Filter the entries for the string "prompts". Copy each line that has it.

[RAW DATA — start]

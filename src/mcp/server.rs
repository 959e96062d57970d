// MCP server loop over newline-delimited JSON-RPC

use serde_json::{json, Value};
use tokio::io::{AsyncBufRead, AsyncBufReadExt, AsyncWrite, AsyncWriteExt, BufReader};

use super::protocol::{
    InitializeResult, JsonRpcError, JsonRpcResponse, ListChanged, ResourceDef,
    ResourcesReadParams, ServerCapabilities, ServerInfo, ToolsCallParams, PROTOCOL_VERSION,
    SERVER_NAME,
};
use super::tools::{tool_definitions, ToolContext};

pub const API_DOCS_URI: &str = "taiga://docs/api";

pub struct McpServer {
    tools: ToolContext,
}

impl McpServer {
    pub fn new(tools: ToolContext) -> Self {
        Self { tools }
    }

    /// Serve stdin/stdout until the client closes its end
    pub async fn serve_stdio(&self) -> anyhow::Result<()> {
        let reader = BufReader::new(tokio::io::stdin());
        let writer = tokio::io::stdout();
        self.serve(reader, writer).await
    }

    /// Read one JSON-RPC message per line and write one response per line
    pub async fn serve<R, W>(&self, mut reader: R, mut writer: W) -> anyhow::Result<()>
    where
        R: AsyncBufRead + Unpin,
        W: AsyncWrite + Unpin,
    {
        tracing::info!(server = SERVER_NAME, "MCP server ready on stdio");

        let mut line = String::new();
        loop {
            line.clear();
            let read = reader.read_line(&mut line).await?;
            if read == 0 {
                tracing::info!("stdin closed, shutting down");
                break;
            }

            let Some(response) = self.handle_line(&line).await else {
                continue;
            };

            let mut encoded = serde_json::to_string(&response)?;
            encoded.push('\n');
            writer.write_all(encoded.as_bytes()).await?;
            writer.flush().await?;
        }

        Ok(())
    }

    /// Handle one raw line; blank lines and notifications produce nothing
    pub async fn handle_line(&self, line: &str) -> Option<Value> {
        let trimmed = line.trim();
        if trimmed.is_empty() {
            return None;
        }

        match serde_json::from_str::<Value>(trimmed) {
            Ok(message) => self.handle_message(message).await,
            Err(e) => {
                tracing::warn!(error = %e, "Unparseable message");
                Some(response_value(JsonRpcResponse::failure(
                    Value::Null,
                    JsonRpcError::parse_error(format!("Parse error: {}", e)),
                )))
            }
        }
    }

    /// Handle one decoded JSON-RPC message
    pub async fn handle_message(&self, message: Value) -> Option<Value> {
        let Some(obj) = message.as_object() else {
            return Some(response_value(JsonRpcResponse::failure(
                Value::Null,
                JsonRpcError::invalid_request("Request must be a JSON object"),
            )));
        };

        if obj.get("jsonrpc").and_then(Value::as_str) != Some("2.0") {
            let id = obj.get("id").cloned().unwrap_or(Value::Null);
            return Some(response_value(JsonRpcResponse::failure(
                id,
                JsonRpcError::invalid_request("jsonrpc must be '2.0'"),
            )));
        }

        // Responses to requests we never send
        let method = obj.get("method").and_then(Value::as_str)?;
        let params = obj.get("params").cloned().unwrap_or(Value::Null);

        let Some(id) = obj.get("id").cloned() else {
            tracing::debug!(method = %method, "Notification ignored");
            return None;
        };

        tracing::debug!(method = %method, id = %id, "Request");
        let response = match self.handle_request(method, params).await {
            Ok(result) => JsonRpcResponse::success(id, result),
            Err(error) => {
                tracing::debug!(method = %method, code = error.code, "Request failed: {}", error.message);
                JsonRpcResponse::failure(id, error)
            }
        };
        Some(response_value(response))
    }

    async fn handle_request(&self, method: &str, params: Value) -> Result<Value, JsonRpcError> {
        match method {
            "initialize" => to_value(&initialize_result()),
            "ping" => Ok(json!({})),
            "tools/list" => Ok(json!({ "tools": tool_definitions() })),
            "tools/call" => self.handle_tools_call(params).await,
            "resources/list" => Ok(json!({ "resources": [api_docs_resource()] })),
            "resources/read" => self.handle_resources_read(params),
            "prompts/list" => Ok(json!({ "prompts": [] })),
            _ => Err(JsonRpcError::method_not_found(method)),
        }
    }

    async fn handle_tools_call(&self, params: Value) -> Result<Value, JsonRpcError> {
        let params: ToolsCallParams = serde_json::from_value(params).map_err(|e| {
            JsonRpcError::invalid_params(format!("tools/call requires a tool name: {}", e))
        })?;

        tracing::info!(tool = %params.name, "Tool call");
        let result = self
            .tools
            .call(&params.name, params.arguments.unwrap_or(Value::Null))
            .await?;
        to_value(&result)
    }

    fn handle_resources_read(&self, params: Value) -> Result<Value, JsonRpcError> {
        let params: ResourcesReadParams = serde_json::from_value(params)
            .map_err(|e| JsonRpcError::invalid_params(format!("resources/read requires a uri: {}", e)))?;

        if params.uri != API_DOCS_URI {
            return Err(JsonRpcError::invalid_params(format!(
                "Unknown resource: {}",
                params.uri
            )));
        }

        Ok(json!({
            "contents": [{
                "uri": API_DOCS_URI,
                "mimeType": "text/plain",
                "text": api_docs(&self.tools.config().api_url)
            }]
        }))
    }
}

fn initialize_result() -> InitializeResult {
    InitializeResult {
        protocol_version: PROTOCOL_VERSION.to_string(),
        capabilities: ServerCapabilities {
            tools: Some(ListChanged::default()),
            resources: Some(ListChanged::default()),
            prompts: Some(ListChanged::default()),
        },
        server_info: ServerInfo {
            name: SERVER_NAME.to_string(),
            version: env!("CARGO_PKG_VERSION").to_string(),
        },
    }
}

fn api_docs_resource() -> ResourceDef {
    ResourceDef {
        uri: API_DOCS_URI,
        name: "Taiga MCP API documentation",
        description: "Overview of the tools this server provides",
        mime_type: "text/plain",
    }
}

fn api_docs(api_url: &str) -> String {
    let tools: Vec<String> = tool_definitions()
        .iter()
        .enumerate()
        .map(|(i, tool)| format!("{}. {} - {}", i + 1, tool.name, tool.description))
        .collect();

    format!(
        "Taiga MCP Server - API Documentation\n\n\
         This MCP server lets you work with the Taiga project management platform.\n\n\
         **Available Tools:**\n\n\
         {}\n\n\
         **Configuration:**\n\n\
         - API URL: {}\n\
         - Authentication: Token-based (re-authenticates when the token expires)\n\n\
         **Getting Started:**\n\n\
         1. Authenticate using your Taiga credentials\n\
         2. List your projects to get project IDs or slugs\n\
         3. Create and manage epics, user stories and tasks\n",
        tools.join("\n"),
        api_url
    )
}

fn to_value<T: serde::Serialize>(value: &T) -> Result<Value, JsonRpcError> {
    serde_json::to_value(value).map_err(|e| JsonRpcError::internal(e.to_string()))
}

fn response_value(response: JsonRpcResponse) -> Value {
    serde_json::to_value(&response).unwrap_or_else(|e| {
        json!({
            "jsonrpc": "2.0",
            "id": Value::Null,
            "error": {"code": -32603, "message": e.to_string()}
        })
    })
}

[RAW DATA — finish]
[RAW DATA — start]

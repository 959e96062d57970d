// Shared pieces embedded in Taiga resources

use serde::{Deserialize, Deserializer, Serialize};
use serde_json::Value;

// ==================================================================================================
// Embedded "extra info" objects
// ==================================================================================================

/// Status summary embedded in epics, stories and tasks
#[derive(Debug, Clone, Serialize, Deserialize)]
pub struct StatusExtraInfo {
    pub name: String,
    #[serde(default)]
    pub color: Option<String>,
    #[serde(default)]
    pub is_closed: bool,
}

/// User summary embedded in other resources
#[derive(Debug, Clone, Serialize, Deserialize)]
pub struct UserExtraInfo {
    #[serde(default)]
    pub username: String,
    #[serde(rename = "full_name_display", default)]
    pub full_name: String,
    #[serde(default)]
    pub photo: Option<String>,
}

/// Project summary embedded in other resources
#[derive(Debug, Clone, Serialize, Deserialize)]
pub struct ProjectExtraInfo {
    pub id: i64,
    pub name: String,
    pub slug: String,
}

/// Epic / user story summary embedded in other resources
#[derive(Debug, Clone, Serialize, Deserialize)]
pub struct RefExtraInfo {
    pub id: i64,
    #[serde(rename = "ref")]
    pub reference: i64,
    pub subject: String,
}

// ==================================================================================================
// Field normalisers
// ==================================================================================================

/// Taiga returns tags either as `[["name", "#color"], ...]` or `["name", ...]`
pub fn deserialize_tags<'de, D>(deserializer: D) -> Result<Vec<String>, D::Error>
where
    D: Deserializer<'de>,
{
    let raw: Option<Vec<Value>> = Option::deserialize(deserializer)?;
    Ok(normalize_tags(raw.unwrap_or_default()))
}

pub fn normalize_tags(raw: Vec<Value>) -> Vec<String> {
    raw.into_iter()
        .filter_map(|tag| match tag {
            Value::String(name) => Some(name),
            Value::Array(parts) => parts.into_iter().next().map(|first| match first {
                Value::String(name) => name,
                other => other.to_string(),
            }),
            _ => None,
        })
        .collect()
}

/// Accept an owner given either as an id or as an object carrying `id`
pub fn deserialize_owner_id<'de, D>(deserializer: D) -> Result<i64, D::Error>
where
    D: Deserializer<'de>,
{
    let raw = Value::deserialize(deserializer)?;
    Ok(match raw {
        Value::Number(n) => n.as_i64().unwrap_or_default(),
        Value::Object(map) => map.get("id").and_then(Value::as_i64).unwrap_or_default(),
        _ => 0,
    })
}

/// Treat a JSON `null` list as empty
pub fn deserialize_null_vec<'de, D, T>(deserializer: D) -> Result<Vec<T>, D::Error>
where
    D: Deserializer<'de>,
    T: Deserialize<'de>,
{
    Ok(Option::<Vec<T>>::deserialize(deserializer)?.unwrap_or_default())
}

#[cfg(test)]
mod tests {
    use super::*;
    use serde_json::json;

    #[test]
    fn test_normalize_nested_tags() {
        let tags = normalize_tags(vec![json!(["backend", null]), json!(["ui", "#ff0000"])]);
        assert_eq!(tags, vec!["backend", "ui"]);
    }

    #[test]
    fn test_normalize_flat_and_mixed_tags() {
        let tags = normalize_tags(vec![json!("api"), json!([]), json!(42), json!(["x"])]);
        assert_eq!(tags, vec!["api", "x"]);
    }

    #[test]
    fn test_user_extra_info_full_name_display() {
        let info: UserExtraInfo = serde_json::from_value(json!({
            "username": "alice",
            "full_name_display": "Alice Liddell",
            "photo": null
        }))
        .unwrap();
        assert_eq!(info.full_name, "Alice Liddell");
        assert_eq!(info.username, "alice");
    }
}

[RAW DATA — finish]

**WRITTEN RESPONSE:**
            "prompts/list" => Ok(json!({ "prompts": [] })),
            prompts: Some(ListChanged::default()),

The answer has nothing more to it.